After reading that the Apple Watch will support third-party attachments such as heart rate monitors, I had a thought about GPS support. Perhaps third-party products like the Bad Elf Bluetooth GPS may work as well. Hopefully it will be able to pick up location data from the GPS at launch, but if not hopefully in a (near) future update. I would certainly like to be able to carry a small GPS along on a run or ride as opposed to the 6+
It would be neat if accessories like this were bands. Considering how small GPS chips are nowadays you could fit that and a BT module with small battery inside a band. The Apple Watch has a diagnostics port (with a cover plate on shipping models) that some speculate could be used to power such accessories in the future. Even if it can't, you could still put a micro USB port where the band connects to the watch to hide it while in use, and when you pull the band off you could charge it with that port. Anyone want to make a Kickstarter? I have a background in design, photography, web development and marketing. We would need someone who can specialize in packaging a bluetooth chip, gps chip, battery and any controller chips to tie it all together in a thin band. We would also need someone who has manufacturing knowledge or contacts, and someone who has experience with materials design who can take design concepts and make them into a functional, ergonomic, aesthetically pleasing and premium feeling final product. The projected sales numbers so far skew heavily towards the sport model, so I would guess there is a sizable portion of the market who would be using this for fitness tracking. However, there would have to be a clear benefit of GPS over a motion co-processor and barometer combination. More accurate? It would also help you track distances on a bike. It's my guess that bike riders typically are more interested in viewing the path they took vs. runners. If there isn't a clear benefit to runners that could limit the market substantially.

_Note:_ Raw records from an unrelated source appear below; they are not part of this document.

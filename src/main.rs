// src/main.rs

use audio_dl::{cli::Cli, logging, models::CancellationHandle, run_from_cli};
use clap::{CommandFactory, FromArgMatches};
use colored::*;
use std::{env, sync::Arc, time::Duration};

#[tokio::main]
async fn main() {
    // 为 Windows 终端启用 ANSI 颜色支持
    #[cfg(windows)]
    {
        colored::control::set_virtual_terminal(true).ok();
    }

    let bin_name = env::var("CARGO_BIN_NAME").unwrap_or_else(|_| "audio-dl".to_string());
    let after_help = format!(
        "示例:\n  # 下载单个视频的音频\n  {bin} -u \"https://www.youtube.com/watch?v=...\"\n\n  # 下载整个播放列表为 opus (不转码)\n  {bin} -u \"https://music.youtube.com/playlist?list=...\" -f opus\n\n  # 批量下载\n  {bin} -b my_links.txt -o ~/Music\n\n  # 启动交互模式\n  {bin} -i",
        bin = bin_name
    );
    let cmd = Cli::command().after_help(after_help);
    let args = match Cli::from_arg_matches(&cmd.get_matches()) {
        Ok(args) => Arc::new(args),
        Err(e) => e.exit(),
    };

    logging::setup_logging(args.log_level);

    // 第一次 Ctrl+C 请求取消当前下载，第二次直接退出
    let cancel = CancellationHandle::new();
    let signal_handle = cancel.clone();
    tokio::spawn(async move {
        loop {
            if tokio::signal::ctrl_c().await.is_err() {
                return;
            }
            if signal_handle.is_signalled() {
                println!("\n{} 用户强制中断程序。", "[!]".yellow());
                tokio::time::sleep(Duration::from_millis(100)).await;
                std::process::exit(130);
            }
            log::info!("收到 Ctrl+C，开始取消");
            println!(
                "\n{} 正在停止当前下载… 再按一次 Ctrl+C 强制退出。",
                "[!]".yellow()
            );
            signal_handle.signal();
        }
    });

    match run_from_cli(args, cancel).await {
        Ok(status) => {
            let code = status.exit_code();
            if code != 0 {
                std::process::exit(code);
            }
        }
        Err(audio_dl::error::AppError::UserInterrupt) => std::process::exit(130),
        Err(e) => {
            log::error!("程序执行出错: {}", e);
            eprintln!("\n{} {}", "[X]".red(), format!("程序执行出错: {}", e).red());
            std::process::exit(1);
        }
    }
}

On the other wrist I have a Microsoft band for fitness and GPS tracking, between an apple watch and the MS band, I should be covered
Maybe not immediately, but I think iOS 9 and the new SDK is supposed to allow for apps to run directly on the watch itself, which should open things up a bit more. Then all you need is the app to take the GPS polling info over bluetooth like any other accessory and draw it on top of a MapKit view and log it. I guess you're right in that I'm not sure if the watch accepts any sort of bluetooth input outside of the iPhone, maybe just output for audio? But you'd think the potential to connect with accessoriesespecially for healthwould warrant such protocols being open for input?
I think that a support for bluetooth GPS devices would be a nice feature, since I imagine a lot of sports where one would rather not carry an iPhone. However, there are only a few devices on the market that have an MFi certificate and we do not know yet if WatchOS supports them as well. Let's hope that Apple gets the point and opens iOS and WatchOS for more devices.